_HOW TO COMPLETE THIS TASK:_
Set the data down once more, in full and exactly.

_DATA FOR ANALYSIS:_
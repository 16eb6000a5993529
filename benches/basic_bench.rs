use criterion::{black_box, criterion_group, criterion_main, Criterion};
use pulse_rs::{
    components::{aggregator::StreamAggregator, detector::OfflineBeatDetector},
    core::constants::*,
    math::{
        filter::BandpassFilter,
        peaks::{find_peaks, PeakConstraints},
    },
    model::{config::DetectionConfig, sample::Sample},
};
use rand::{rngs::StdRng, Rng, SeedableRng};
use std::f64::consts::PI;

/// Five minutes of a noisy 72 BPM waveform.
fn synthetic_series() -> Vec<Sample> {
    let mut rng = StdRng::seed_from_u64(42);
    (0..(300.0 * SAMPLING_RATE_HZ) as usize)
        .map(|i| {
            let t = i as f64 / SAMPLING_RATE_HZ;
            Sample {
                timestamp: t,
                amplitude: 500.0 + 200.0 * (2.0 * PI * 1.2 * t).sin() + rng.gen_range(-10.0..10.0),
                threshold: 520.0,
                beat: false,
            }
        })
        .collect()
}

fn benchmark_filtfilt(c: &mut Criterion) {
    let filter = BandpassFilter::butterworth(
        BANDPASS_ORDER,
        BANDPASS_LOW_HZ,
        BANDPASS_HIGH_HZ,
        SAMPLING_RATE_HZ,
    )
    .unwrap();
    let data: Vec<f64> = synthetic_series().iter().map(|s| s.amplitude).collect();

    c.bench_function("bandpass_filtfilt_5min", |b| {
        b.iter(|| filter.filtfilt(black_box(&data)).unwrap())
    });
}

fn benchmark_find_peaks(c: &mut Criterion) {
    let data: Vec<f64> = synthetic_series()
        .iter()
        .map(|s| s.amplitude - 500.0)
        .collect();
    let constraints = PeakConstraints {
        min_height: MIN_PEAK_HEIGHT,
        min_distance: MIN_PEAK_DISTANCE,
        min_prominence: MIN_PEAK_PROMINENCE,
    };

    c.bench_function("find_peaks_5min", |b| {
        b.iter(|| find_peaks(black_box(&data), &constraints))
    });
}

fn benchmark_detect(c: &mut Criterion) {
    let detector = OfflineBeatDetector::new(DetectionConfig::default(), SAMPLING_RATE_HZ);
    let series = synthetic_series();

    c.bench_function("offline_detect_5min", |b| {
        b.iter(|| detector.detect(black_box(&series)))
    });
}

fn benchmark_aggregate(c: &mut Criterion) {
    let series = synthetic_series();

    c.bench_function("aggregate_5min", |b| {
        b.iter(|| {
            let mut aggregator = StreamAggregator::new(BUFFER_SIZE, DOWNSAMPLE_RATE);
            for sample in &series {
                aggregator.offer(black_box(*sample));
            }
            aggregator.flush()
        })
    });
}

criterion_group!(
    benches,
    benchmark_filtfilt,
    benchmark_find_peaks,
    benchmark_detect,
    benchmark_aggregate
);
criterion_main!(benches);
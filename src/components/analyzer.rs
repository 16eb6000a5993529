//! HRV / Statistics Analyzer
//!
//! Turns an offline detection into an [`HrvReport`].

use crate::{
    core::constants::{MIN_ANALYSIS_SAMPLES, MIN_VALID_HEART_RATES},
    math::hrv::{calc_rmssd, calc_sdnn, mean, population_std, rr_intervals_ms},
    model::hrv::{AnalysisError, Detection, HeartRateClass, HrvReport},
};
use log::info;
use time::OffsetDateTime;

#[derive(Debug, Clone, Copy)]
pub struct HrvAnalyzer {
    min_samples: usize,
    min_valid_rates: usize,
}

impl HrvAnalyzer {
    pub fn new(min_samples: usize, min_valid_rates: usize) -> Self {
        Self {
            min_samples,
            min_valid_rates,
        }
    }

    /// Computes the report for a detection made on `raw_sample_count` samples.
    pub fn analyze(
        &self,
        raw_sample_count: usize,
        detection: &Detection,
    ) -> Result<HrvReport, AnalysisError> {
        if raw_sample_count < self.min_samples {
            return Err(AnalysisError::InsufficientSamples {
                have: raw_sample_count,
                need: self.min_samples,
            });
        }
        let rates = detection.valid_heart_rates();
        if rates.len() < self.min_valid_rates {
            return Err(AnalysisError::InsufficientBeats {
                detected: detection.beats.len(),
                valid: rates.len(),
                need: self.min_valid_rates,
            });
        }

        let beat_times = detection.beat_times();
        let rr_intervals = rr_intervals_ms(&beat_times);
        let avg_hr = mean(&rates);
        let classification = HeartRateClass::from_avg_hr(avg_hr);

        let report = HrvReport {
            avg_hr,
            min_hr: rates.iter().copied().fold(f64::INFINITY, f64::min),
            max_hr: rates.iter().copied().fold(f64::NEG_INFINITY, f64::max),
            std_hr: population_std(&rates),
            beats_detected: detection.beats.len(),
            valid_beats: rates.len(),
            rmssd: calc_rmssd(&rr_intervals),
            sdnn: calc_sdnn(&rr_intervals),
            avg_rr: mean(&rr_intervals),
            classification,
            condition: classification.condition().to_owned(),
            beat_times,
            rr_intervals,
            analyzed_at: OffsetDateTime::now_utc(),
        };
        info!(
            "analysis: {:.1} BPM avg, RMSSD {:.1} ms, SDNN {:.1} ms, {}",
            report.avg_hr, report.rmssd, report.sdnn, report.classification
        );
        Ok(report)
    }
}

impl Default for HrvAnalyzer {
    fn default() -> Self {
        Self::new(MIN_ANALYSIS_SAMPLES, MIN_VALID_HEART_RATES)
    }
}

_TASK SOLUTION:_
repository 16eb6000a5993529
filename benches/basic_bench.rs
use criterion::{black_box, criterion_group, criterion_main, Criterion};
use pulse_rs::{
    components::{aggregator::StreamAggregator, detector::OfflineBeatDetector},
    core::constants::*,
    math::{
        filter::BandpassFilter,
        peaks::{find_peaks, PeakConstraints},
    },
    model::{config::DetectionConfig, sample::Sample},
};
use rand::{rngs::StdRng, Rng, SeedableRng};
use std::f64::consts::PI;

/// Five minutes of a noisy 72 BPM waveform.
fn synthetic_series() -> Vec<Sample> {
    let mut rng = StdRng::seed_from_u64(42);
    (0..(300.0 * SAMPLING_RATE_HZ) as usize)
        .map(|i| {
            let t = i as f64 / SAMPLING_RATE_HZ;
            Sample {
                timestamp: t,
                amplitude: 500.0 + 200.0 * (2.0 * PI * 1.2 * t).sin() + rng.gen_range(-10.0..10.0),
                threshold: 520.0,
                beat: false,
            }
        })
        .collect()
}

fn benchmark_filtfilt(c: &mut Criterion) {
    let filter = BandpassFilter::butterworth(
        BANDPASS_ORDER,
        BANDPASS_LOW_HZ,
        BANDPASS_HIGH_HZ,
        SAMPLING_RATE_HZ,
    )
    .unwrap();
    let data: Vec<f64> = synthetic_series().iter().map(|s| s.amplitude).collect();

    c.bench_function("bandpass_filtfilt_5min", |b| {
        b.iter(|| filter.filtfilt(black_box(&data)).unwrap())
    });
}

fn benchmark_find_peaks(c: &mut Criterion) {
    let data: Vec<f64> = synthetic_series()
        .iter()
        .map(|s| s.amplitude - 500.0)
        .collect();
    let constraints = PeakConstraints {
        min_height: MIN_PEAK_HEIGHT,
        min_distance: MIN_PEAK_DISTANCE,
        min_prominence: MIN_PEAK_PROMINENCE,
    };

    c.bench_function("find_peaks_5min", |b| {
        b.iter(|| find_peaks(black_box(&data), &constraints))
    });
}

fn benchmark_detect(c: &mut Criterion) {
    let detector = OfflineBeatDetector::new(DetectionConfig::default(), SAMPLING_RATE_HZ);
    let series = synthetic_series();

    c.bench_function("offline_detect_5min", |b| {
        b.iter(|| detector.detect(black_box(&series)))
    });
}

fn benchmark_aggregate(c: &mut Criterion) {
    let series = synthetic_series();

    c.bench_function("aggregate_5min", |b| {
        b.iter(|| {
            let mut aggregator = StreamAggregator::new(BUFFER_SIZE, DOWNSAMPLE_RATE);
            for sample in &series {
                aggregator.offer(black_box(*sample));
            }
            aggregator.flush()
        })
    });
}

criterion_group!(
    benches,
    benchmark_filtfilt,
    benchmark_find_peaks,
    benchmark_detect,
    benchmark_aggregate
);
criterion_main!(benches);
filename src/components/analyzer.rs
repository 16eb6000a5993529
//! HRV / Statistics Analyzer
//!
//! Turns an offline detection into an [`HrvReport`].

use crate::{
    core::constants::{MIN_ANALYSIS_SAMPLES, MIN_VALID_HEART_RATES},
    math::hrv::{calc_rmssd, calc_sdnn, mean, population_std, rr_intervals_ms},
    model::hrv::{AnalysisError, Detection, HeartRateClass, HrvReport},
};
use log::info;
use time::OffsetDateTime;

#[derive(Debug, Clone, Copy)]
pub struct HrvAnalyzer {
    min_samples: usize,
    min_valid_rates: usize,
}

impl HrvAnalyzer {
    pub fn new(min_samples: usize, min_valid_rates: usize) -> Self {
        Self {
            min_samples,
            min_valid_rates,
        }
    }

    /// Computes the report for a detection made on `raw_sample_count` samples.
    pub fn analyze(
        &self,
        raw_sample_count: usize,
        detection: &Detection,
    ) -> Result<HrvReport, AnalysisError> {
        if raw_sample_count < self.min_samples {
            return Err(AnalysisError::InsufficientSamples {
                have: raw_sample_count,
                need: self.min_samples,
            });
        }
        let rates = detection.valid_heart_rates();
        if rates.len() < self.min_valid_rates {
            return Err(AnalysisError::InsufficientBeats {
                detected: detection.beats.len(),
                valid: rates.len(),
                need: self.min_valid_rates,
            });
        }

        let beat_times = detection.beat_times();
        let rr_intervals = rr_intervals_ms(&beat_times);
        let avg_hr = mean(&rates);
        let classification = HeartRateClass::from_avg_hr(avg_hr);

        let report = HrvReport {
            avg_hr,
            min_hr: rates.iter().copied().fold(f64::INFINITY, f64::min),
            max_hr: rates.iter().copied().fold(f64::NEG_INFINITY, f64::max),
            std_hr: population_std(&rates),
            beats_detected: detection.beats.len(),
            valid_beats: rates.len(),
            rmssd: calc_rmssd(&rr_intervals),
            sdnn: calc_sdnn(&rr_intervals),
            avg_rr: mean(&rr_intervals),
            classification,
            condition: classification.condition().to_owned(),
            beat_times,
            rr_intervals,
            analyzed_at: OffsetDateTime::now_utc(),
        };
        info!(
            "analysis: {:.1} BPM avg, RMSSD {:.1} ms, SDNN {:.1} ms, {}",
            report.avg_hr, report.rmssd, report.sdnn, report.classification
        );
        Ok(report)
    }
}

impl Default for HrvAnalyzer {
    fn default() -> Self {
        Self::new(MIN_ANALYSIS_SAMPLES, MIN_VALID_HEART_RATES)
    }
}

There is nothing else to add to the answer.